__Task to complete__: Report each line of the records below that holds the word "backend".

[Data items]
*** Begin section ***
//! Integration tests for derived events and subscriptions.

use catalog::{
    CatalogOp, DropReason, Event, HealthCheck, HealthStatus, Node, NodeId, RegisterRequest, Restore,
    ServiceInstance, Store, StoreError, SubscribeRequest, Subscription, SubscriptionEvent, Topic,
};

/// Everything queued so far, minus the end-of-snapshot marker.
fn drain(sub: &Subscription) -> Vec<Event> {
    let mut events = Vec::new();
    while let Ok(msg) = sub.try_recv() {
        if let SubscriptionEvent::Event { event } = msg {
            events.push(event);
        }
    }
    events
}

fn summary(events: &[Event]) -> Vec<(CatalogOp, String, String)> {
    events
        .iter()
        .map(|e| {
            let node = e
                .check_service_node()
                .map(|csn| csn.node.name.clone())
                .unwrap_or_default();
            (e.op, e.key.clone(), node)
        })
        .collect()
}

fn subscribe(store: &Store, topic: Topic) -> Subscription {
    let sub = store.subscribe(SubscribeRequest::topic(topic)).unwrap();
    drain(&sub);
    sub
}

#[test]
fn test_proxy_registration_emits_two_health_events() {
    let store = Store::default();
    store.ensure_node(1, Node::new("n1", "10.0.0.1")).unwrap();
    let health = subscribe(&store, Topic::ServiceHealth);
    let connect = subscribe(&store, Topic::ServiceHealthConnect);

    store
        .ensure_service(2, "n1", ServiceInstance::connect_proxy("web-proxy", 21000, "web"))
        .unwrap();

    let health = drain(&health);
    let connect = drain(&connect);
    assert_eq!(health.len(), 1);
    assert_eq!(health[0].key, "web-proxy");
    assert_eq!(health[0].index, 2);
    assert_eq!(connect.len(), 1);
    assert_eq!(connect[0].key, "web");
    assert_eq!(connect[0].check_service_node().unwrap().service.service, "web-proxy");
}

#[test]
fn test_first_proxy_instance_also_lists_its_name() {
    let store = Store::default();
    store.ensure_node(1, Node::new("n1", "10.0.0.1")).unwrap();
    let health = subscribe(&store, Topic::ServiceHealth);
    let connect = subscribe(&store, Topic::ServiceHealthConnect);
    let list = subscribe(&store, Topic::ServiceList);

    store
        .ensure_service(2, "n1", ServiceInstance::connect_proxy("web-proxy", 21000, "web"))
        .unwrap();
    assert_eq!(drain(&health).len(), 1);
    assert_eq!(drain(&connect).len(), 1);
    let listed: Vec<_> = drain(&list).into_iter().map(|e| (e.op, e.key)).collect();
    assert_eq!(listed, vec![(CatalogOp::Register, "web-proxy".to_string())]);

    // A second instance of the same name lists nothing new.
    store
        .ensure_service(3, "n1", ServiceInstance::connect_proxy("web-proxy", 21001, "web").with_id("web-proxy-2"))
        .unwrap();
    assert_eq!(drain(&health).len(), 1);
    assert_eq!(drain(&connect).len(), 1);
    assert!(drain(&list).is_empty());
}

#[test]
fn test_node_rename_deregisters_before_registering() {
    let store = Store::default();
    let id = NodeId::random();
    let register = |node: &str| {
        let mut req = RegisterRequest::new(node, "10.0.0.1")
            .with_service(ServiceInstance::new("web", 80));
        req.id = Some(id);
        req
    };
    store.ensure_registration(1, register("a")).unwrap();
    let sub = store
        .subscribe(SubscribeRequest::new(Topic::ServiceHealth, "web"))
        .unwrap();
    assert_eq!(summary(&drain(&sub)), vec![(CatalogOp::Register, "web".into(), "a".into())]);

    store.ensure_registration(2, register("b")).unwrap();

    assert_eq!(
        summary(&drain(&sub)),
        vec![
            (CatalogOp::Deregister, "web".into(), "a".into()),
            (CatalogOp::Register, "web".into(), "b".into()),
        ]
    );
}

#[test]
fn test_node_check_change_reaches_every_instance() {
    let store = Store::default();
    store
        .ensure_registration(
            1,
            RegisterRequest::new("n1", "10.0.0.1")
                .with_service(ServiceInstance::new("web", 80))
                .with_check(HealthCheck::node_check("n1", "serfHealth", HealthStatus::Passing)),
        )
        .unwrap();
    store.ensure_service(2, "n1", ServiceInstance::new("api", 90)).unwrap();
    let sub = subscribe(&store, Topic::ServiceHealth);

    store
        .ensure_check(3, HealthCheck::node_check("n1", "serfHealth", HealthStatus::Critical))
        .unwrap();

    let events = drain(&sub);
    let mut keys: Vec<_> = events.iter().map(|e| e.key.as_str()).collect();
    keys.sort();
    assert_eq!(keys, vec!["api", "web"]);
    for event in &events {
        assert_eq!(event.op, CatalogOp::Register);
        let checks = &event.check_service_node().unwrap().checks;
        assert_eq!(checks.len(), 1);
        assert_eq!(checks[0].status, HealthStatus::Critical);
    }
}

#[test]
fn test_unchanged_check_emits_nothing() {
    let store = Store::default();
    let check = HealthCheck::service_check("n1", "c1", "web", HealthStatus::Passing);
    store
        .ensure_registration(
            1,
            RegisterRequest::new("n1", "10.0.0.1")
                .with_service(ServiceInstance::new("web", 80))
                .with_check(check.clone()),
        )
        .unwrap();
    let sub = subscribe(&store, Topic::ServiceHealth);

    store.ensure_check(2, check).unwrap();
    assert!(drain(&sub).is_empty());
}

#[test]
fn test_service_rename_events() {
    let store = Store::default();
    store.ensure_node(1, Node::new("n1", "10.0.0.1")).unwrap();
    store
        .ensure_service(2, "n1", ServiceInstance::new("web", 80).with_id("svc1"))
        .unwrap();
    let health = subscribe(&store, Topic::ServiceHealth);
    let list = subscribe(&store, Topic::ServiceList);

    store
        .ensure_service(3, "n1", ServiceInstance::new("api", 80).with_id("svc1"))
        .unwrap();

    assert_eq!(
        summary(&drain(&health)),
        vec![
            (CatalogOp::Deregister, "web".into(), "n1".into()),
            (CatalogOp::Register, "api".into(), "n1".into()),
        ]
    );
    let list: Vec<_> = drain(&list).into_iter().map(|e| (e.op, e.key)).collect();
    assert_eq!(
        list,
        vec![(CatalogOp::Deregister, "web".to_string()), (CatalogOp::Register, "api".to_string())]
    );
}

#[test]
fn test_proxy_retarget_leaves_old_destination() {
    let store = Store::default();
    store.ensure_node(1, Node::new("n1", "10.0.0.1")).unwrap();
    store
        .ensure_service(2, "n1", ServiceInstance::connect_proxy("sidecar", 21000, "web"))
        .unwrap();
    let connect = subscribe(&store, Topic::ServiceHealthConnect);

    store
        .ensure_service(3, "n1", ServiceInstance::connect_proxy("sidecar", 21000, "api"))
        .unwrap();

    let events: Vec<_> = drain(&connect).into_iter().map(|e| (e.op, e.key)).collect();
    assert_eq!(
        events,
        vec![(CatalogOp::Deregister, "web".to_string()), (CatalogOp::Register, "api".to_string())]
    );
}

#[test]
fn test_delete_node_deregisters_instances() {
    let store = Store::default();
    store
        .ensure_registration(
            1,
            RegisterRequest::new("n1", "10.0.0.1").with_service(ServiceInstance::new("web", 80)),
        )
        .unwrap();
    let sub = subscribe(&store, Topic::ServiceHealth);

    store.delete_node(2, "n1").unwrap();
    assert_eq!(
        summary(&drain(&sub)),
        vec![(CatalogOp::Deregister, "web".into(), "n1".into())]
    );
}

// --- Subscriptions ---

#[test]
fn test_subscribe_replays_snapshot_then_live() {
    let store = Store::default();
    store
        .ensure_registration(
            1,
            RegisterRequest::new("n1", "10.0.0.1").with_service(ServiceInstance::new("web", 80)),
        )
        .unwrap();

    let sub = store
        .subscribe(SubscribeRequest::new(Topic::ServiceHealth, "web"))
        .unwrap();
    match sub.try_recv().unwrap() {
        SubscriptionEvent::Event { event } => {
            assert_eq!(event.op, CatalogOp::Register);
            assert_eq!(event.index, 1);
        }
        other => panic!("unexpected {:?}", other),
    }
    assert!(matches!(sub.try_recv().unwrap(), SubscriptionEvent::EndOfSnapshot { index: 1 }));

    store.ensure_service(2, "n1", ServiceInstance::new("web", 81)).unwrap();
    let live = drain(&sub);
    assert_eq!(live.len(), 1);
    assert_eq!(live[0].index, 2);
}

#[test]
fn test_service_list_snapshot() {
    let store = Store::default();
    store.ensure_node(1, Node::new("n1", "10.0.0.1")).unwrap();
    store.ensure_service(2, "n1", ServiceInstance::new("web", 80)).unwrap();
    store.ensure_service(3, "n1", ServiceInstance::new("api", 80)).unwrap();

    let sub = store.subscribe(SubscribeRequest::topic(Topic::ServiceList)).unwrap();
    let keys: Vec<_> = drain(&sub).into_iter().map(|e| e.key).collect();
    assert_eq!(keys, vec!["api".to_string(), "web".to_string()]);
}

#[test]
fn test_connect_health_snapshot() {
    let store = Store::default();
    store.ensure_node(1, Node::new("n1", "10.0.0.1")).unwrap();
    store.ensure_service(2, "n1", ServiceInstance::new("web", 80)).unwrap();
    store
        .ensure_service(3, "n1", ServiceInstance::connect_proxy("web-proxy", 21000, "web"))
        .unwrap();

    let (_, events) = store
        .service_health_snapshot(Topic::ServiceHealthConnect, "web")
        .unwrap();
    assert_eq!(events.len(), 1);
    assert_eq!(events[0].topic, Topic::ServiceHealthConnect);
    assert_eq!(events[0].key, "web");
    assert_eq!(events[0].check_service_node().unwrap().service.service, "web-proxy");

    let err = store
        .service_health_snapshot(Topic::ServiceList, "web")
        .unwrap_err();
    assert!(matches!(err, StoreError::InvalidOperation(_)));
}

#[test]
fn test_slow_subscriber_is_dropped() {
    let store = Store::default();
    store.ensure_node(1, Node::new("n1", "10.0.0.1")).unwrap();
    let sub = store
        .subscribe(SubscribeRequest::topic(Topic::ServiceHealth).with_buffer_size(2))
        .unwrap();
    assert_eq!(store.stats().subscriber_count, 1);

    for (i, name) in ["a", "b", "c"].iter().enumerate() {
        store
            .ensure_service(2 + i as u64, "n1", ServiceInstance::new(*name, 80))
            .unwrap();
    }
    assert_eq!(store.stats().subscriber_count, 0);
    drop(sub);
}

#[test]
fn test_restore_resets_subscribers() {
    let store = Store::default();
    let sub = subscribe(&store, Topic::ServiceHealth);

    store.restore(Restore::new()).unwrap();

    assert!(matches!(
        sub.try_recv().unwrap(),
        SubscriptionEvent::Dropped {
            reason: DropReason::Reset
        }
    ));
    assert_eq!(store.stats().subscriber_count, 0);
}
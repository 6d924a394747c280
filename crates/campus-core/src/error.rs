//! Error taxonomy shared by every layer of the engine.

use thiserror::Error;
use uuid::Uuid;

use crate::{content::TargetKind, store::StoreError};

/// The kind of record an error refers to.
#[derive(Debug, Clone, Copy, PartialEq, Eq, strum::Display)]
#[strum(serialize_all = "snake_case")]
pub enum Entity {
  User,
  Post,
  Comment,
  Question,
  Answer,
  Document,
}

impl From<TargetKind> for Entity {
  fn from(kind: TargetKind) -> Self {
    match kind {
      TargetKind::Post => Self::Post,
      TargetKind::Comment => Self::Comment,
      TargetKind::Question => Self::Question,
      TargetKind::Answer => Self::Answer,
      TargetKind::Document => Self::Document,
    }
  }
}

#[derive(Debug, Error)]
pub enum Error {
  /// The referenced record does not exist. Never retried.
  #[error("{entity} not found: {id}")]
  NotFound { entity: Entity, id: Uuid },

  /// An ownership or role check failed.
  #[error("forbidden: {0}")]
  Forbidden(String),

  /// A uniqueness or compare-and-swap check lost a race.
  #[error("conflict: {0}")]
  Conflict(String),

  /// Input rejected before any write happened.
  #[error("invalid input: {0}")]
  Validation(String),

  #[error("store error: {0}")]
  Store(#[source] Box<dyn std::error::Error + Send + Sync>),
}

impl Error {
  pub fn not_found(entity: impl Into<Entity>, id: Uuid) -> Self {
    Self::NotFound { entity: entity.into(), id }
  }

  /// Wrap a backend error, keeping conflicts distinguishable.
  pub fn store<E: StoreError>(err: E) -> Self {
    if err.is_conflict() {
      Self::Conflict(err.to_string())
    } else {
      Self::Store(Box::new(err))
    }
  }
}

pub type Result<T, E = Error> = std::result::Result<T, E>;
*** End section ***
*** Begin section ***
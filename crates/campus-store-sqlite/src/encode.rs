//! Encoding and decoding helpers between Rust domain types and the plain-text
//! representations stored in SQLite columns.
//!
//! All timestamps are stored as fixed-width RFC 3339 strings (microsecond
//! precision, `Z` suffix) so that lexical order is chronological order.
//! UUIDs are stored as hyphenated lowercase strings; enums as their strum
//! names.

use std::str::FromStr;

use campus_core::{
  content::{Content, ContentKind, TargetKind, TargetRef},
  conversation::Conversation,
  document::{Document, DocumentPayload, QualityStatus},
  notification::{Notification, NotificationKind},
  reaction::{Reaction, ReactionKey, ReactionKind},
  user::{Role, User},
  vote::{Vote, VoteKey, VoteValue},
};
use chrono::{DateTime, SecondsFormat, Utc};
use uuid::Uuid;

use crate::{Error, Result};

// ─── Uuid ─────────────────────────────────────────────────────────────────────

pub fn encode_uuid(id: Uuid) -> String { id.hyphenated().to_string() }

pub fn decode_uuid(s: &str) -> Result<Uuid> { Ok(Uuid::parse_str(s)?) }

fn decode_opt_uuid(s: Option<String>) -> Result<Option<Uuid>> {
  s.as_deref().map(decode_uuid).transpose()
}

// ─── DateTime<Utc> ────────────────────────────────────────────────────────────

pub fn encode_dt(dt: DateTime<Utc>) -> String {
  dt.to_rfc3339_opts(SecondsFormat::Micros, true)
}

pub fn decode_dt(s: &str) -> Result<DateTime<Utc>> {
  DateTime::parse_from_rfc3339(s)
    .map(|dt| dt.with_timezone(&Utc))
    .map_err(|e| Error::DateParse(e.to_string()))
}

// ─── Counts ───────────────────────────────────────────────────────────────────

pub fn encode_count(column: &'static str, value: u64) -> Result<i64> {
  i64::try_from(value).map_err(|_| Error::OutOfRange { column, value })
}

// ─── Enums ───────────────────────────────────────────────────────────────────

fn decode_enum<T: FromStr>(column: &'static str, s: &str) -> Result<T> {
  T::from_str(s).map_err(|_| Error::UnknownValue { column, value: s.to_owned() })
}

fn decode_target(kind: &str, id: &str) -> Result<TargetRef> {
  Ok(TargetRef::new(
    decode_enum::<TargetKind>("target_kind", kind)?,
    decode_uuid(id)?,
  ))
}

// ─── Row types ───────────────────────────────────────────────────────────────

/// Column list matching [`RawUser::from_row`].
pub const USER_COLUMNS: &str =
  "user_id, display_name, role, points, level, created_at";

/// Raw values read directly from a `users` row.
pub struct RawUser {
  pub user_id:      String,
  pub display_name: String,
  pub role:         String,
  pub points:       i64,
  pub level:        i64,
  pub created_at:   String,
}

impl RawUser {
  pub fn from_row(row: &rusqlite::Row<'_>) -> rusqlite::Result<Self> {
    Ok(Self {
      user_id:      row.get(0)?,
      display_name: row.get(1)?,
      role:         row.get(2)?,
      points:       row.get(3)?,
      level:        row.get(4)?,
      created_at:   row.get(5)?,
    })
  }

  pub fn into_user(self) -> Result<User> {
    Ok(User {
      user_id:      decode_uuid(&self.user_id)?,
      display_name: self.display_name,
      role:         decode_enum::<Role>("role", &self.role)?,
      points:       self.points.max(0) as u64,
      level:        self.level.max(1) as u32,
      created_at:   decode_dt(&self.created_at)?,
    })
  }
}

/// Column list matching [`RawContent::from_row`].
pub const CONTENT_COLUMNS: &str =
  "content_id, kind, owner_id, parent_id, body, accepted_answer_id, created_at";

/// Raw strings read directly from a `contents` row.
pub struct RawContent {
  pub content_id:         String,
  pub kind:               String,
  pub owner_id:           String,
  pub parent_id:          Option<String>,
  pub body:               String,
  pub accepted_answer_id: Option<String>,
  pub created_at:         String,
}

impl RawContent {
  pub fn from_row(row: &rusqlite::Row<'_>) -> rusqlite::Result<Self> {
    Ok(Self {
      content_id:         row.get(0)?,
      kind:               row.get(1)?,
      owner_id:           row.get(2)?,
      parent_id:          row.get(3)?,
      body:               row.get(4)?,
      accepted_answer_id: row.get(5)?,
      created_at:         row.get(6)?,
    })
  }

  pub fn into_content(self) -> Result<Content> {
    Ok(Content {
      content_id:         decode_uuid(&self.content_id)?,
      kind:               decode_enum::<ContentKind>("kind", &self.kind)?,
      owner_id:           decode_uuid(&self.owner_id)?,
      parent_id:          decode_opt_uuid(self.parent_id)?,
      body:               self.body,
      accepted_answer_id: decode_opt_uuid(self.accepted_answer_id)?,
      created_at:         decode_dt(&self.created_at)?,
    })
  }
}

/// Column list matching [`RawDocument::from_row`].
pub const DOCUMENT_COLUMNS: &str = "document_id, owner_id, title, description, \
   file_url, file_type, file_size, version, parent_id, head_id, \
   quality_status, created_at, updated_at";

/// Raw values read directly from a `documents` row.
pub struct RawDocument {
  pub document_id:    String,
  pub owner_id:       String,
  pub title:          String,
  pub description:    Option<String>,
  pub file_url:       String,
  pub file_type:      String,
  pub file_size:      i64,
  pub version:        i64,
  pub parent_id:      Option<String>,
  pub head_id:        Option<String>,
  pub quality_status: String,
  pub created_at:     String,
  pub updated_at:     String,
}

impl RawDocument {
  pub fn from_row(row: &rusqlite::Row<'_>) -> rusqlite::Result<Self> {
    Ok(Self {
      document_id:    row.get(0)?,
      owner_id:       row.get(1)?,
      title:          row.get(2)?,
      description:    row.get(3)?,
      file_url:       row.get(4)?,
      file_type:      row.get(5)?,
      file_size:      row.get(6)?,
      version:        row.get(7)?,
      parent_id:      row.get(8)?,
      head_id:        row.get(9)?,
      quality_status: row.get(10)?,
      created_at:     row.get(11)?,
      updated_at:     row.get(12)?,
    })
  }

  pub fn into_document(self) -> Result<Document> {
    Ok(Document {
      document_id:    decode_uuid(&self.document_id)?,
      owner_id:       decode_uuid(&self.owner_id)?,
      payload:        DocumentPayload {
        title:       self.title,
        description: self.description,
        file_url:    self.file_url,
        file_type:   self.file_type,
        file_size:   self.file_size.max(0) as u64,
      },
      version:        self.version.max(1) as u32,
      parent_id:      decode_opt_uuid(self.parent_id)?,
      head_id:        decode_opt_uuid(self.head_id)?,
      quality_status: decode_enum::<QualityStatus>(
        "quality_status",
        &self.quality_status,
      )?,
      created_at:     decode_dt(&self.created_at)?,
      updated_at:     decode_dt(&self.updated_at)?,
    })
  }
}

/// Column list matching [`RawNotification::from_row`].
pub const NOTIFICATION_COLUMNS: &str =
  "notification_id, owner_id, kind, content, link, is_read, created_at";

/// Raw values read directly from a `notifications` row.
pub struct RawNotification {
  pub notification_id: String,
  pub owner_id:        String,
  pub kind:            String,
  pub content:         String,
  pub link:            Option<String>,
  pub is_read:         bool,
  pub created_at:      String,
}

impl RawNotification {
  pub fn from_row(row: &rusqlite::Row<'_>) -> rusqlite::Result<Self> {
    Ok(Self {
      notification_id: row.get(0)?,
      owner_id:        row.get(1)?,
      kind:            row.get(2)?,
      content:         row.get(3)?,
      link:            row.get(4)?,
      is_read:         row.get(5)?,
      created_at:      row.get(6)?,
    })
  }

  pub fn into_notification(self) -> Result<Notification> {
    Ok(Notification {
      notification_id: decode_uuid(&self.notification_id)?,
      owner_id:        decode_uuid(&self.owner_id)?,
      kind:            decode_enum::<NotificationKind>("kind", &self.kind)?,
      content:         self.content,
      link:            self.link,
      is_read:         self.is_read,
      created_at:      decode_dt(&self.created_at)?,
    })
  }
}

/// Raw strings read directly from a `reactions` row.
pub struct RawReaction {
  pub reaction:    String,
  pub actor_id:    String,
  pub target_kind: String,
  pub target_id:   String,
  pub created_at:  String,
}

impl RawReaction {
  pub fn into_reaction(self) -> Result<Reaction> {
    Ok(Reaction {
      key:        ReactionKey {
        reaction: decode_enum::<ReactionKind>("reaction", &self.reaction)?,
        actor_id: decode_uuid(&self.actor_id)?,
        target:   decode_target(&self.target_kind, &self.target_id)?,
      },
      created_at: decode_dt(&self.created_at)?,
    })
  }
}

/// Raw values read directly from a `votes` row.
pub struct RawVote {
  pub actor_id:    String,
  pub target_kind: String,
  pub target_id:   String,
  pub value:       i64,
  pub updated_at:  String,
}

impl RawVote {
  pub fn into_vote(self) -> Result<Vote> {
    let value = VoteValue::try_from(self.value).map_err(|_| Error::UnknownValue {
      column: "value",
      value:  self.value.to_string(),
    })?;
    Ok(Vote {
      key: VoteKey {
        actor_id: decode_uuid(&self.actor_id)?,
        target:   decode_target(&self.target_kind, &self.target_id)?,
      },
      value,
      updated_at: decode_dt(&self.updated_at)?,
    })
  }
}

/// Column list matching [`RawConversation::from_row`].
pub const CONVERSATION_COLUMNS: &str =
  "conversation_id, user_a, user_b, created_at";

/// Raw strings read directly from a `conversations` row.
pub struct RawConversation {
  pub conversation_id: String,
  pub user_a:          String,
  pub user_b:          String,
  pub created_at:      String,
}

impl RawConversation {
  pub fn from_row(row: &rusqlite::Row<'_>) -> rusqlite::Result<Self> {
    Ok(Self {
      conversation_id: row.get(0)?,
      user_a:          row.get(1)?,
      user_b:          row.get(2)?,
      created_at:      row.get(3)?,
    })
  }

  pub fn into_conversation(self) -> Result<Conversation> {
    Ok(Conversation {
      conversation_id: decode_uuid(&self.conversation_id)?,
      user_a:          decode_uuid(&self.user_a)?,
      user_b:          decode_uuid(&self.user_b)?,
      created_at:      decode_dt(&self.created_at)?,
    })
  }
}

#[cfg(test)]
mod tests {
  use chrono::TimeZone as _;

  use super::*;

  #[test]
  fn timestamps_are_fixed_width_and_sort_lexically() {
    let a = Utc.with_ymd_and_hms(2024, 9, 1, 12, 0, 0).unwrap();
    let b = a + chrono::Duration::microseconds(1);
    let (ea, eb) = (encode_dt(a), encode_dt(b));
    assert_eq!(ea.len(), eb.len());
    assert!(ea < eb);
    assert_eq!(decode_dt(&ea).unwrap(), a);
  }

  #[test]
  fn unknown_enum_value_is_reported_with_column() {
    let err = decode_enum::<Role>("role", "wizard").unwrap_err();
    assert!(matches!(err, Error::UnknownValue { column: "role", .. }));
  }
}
*** End section ***
*** Begin section ***
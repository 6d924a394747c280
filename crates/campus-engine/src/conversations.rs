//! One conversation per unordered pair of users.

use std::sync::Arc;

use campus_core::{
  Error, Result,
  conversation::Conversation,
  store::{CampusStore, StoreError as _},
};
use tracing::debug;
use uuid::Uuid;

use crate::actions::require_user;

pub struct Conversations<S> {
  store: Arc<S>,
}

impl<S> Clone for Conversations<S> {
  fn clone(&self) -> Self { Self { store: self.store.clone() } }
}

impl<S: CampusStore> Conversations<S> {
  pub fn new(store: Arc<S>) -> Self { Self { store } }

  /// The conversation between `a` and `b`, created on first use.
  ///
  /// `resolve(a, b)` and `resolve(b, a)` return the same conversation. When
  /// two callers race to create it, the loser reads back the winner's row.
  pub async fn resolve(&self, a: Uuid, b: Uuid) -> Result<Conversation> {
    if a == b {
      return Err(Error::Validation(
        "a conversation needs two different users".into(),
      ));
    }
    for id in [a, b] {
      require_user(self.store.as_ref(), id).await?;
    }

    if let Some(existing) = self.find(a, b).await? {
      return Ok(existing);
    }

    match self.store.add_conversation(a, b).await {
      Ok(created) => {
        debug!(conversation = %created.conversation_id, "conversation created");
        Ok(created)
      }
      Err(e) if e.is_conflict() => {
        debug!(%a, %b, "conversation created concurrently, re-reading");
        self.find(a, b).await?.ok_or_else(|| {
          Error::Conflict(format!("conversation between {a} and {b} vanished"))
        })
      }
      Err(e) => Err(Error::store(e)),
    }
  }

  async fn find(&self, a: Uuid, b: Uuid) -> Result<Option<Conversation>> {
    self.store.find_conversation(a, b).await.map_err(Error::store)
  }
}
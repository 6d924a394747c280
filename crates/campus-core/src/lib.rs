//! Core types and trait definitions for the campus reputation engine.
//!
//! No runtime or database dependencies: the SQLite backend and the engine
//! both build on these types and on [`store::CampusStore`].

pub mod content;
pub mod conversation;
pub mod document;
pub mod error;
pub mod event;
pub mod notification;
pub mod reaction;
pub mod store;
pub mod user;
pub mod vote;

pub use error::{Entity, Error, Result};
*** End section ***
__Your response__:
  /// Wrap a backend error, keeping conflicts distinguishable.
//! No runtime or database dependencies: the SQLite backend and the engine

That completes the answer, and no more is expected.